Anthony's sister told the jury Leiva beat Anthony with a vacuum cord while her mother watched.
She said the siblings were forced sometimes to eat plain peanut butter sandwiches or peanut butter on a corn tortilla. "Kareem would time us for two minutes or five to eat the tortilla or sandwich and if we didn't get it on time because it's nasty we would get sriracha or Tapatio on it," she said.
She said Leiva put an alarm on the boys' bedroom door because one time her younger brother sneaked out in the middle of the night to look for food. "They said that since we are in trouble we can't have real food. They say that that's a privilege," the girl said.
As to what happened to Anthony, his sister said, "A lot of times he got hurt and one morning he woke up and my -- he was acting a little weird so my mom said that they were gonna go to the hospital, and Anthony said he wanted to sleep so my mom let him sleep for a little and when he woke up my mom said he wasn't breathing."
"The night before my mom was -- told Anthony that they were gonna go to the hospital, Kareem picked him up from his armpits and dropped him on the floor," the girl recalled. "He did that about 10 times." When Anthony wasn't waking up the next morning, the girl said her mother threw cold water on him. She then said her mother carried Anthony downstairs and he looked "frozen." Barron then called 911.
If the boys had an accident because they were locked in their rooms and could not go to the bathroom, the girl said they boys would have to sleep on the floor. "Kareem would hold their legs, make them lay down, and put their face in the pee."
When police or social workers came to the house, the girl said she lied to them because her mother told her not to talk about Leiva. She said her mom got mad because Anthony would cry a lot when he was in trouble. She said Anthony and her other brother would get punished pretty much every day.
The girl said Leiva would also slap her mom, and that only she, Anthony and her other brother were disciplined all the time, and not the other children.

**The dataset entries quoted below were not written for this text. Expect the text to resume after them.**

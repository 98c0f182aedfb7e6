//! Selectors and fixed values describing the source site's markup.

use std::time::Duration;

use scraper::Selector;
use url::Url;

use crate::fetch::{DEFAULT_PAGE_WAIT, FetchError, ReadyCondition};

/// Markup of the source site. Defaults describe IEEE Xplore listing and
/// article pages.
#[derive(Debug, Clone, PartialEq, Eq)]
pub struct SiteLayout {
    /// Anchors on the archive page that point at volumes.
    pub volume_links: String,
    /// Element present once a volume listing page has rendered.
    pub listing_ready: String,
    /// Candidate article anchors on a listing page.
    pub article_links: String,
    /// Substring an anchor `href` must contain to be an article link.
    pub article_marker: String,
    /// Substrings that disqualify an article link.
    pub excluded_fragments: Vec<String>,
    /// Next-page control on a listing page.
    pub next_page: String,
    /// Element present once an article detail page has rendered.
    pub detail_ready: String,
    /// Title element.
    pub title: String,
    /// Abstract element.
    pub abstract_text: String,
    /// One element per author name.
    pub authors: String,
    /// Element carrying the publication date.
    pub publication_date: String,
    /// Anchor whose `href` is the DOI.
    pub doi: String,
    /// `sortType` query value for listing pages.
    pub sort_type: String,
    /// Venue name stored on every record.
    pub journal_conference_name: String,
    /// Publisher stored on every record.
    pub publisher: String,
    /// Collection group tag stored on every record.
    pub group_name: String,
}

impl Default for SiteLayout {
    fn default() -> Self {
        Self {
            volume_links: ".issue-details-past-tabs a".to_string(),
            listing_ready: ".col".to_string(),
            article_links: "a[href]".to_string(),
            article_marker: "/document/".to_string(),
            excluded_fragments: vec!["/citations".to_string()],
            next_page: "li.next-btn".to_string(),
            detail_ready: ".document-title".to_string(),
            title: "h1.document-title".to_string(),
            abstract_text: "div[xplmathjax]".to_string(),
            authors: ".authors-info a span".to_string(),
            publication_date: "div.doc-abstract-pubdate".to_string(),
            doi: "div.stats-document-abstract-doi a[href]".to_string(),
            sort_type: "vol-only-newest".to_string(),
            journal_conference_name: "IEEE Access".to_string(),
            publisher: "IEEE".to_string(),
            group_name: "OpsA".to_string(),
        }
    }
}

impl SiteLayout {
    /// Compiles every selector once, with `page_wait` as the bounded wait for
    /// listing and detail pages.
    ///
    /// # Errors
    ///
    /// Returns [`FetchError::InvalidSelector`] naming the first bad selector.
    pub fn compile(&self, page_wait: Duration) -> Result<CompiledLayout, FetchError> {
        Ok(CompiledLayout {
            volume_links: parse_selector(&self.volume_links)?,
            volume_ready: ReadyCondition::new(&self.volume_links, page_wait)?,
            listing_ready: ReadyCondition::new(&self.listing_ready, page_wait)?,
            article_links: parse_selector(&self.article_links)?,
            next_page: parse_selector(&self.next_page)?,
            detail_ready: ReadyCondition::new(&self.detail_ready, page_wait)?,
            title: parse_selector(&self.title)?,
            abstract_text: parse_selector(&self.abstract_text)?,
            authors: parse_selector(&self.authors)?,
            publication_date: parse_selector(&self.publication_date)?,
            doi: parse_selector(&self.doi)?,
            source: self.clone(),
        })
    }
}

fn parse_selector(selector: &str) -> Result<Selector, FetchError> {
    Selector::parse(selector).map_err(|_| FetchError::invalid_selector(selector))
}

/// A [`SiteLayout`] with parsed selectors, shared read-only by all workers.
#[derive(Debug, Clone)]
pub struct CompiledLayout {
    pub(crate) volume_links: Selector,
    pub(crate) volume_ready: ReadyCondition,
    pub(crate) listing_ready: ReadyCondition,
    pub(crate) article_links: Selector,
    pub(crate) next_page: Selector,
    pub(crate) detail_ready: ReadyCondition,
    pub(crate) title: Selector,
    pub(crate) abstract_text: Selector,
    pub(crate) authors: Selector,
    pub(crate) publication_date: Selector,
    pub(crate) doi: Selector,
    source: SiteLayout,
}

impl CompiledLayout {
    /// Compiles the default layout with the default page wait.
    ///
    /// # Errors
    ///
    /// Returns [`FetchError::InvalidSelector`] if a default selector is rejected.
    pub fn default_layout() -> Result<Self, FetchError> {
        SiteLayout::default().compile(DEFAULT_PAGE_WAIT)
    }

    /// The layout this was compiled from.
    #[must_use]
    pub fn layout(&self) -> &SiteLayout {
        &self.source
    }

    /// Readiness condition for the archive page listing volumes.
    #[must_use]
    pub fn volume_ready(&self) -> &ReadyCondition {
        &self.volume_ready
    }

    /// Readiness condition for listing pages.
    #[must_use]
    pub fn listing_ready(&self) -> &ReadyCondition {
        &self.listing_ready
    }

    /// Readiness condition for article detail pages.
    #[must_use]
    pub fn detail_ready(&self) -> &ReadyCondition {
        &self.detail_ready
    }

    /// URL of listing page `page` (1-based) of `volume_url`.
    ///
    /// Existing `sortType`/`pageNumber` pairs are replaced; other query pairs
    /// are kept in order.
    ///
    /// # Errors
    ///
    /// Returns [`FetchError::InvalidUrl`] when `volume_url` does not parse.
    pub fn listing_page_url(&self, volume_url: &str, page: u32) -> Result<String, FetchError> {
        let mut url = Url::parse(volume_url).map_err(|_| FetchError::invalid_url(volume_url))?;
        let retained: Vec<(String, String)> = url
            .query_pairs()
            .filter(|(key, _)| key != "sortType" && key != "pageNumber")
            .map(|(key, value)| (key.into_owned(), value.into_owned()))
            .collect();
        url.query_pairs_mut()
            .clear()
            .extend_pairs(retained)
            .append_pair("sortType", &self.source.sort_type)
            .append_pair("pageNumber", &page.to_string());
        Ok(url.into())
    }

    pub(crate) fn is_article_href(&self, href: &str) -> bool {
        href.contains(&self.source.article_marker)
            && !self
                .source
                .excluded_fragments
                .iter()
                .any(|fragment| href.contains(fragment.as_str()))
    }
}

At the end of the prosecutor's questions, several grand jurors asked their questions as well. The girl was then excused and asked to keep everything that happened inside a secret.
The grand jury is composed of 25 members of the community who are tasked to hear the evidence and arguments presented by the prosecutor and decide whether an indictment is warranted or not.
The defendants are not present during the grand jury proceeding and there is no defense attorney either. The hearings are all secret and the transcripts are sealed until the grand jury comes to an end.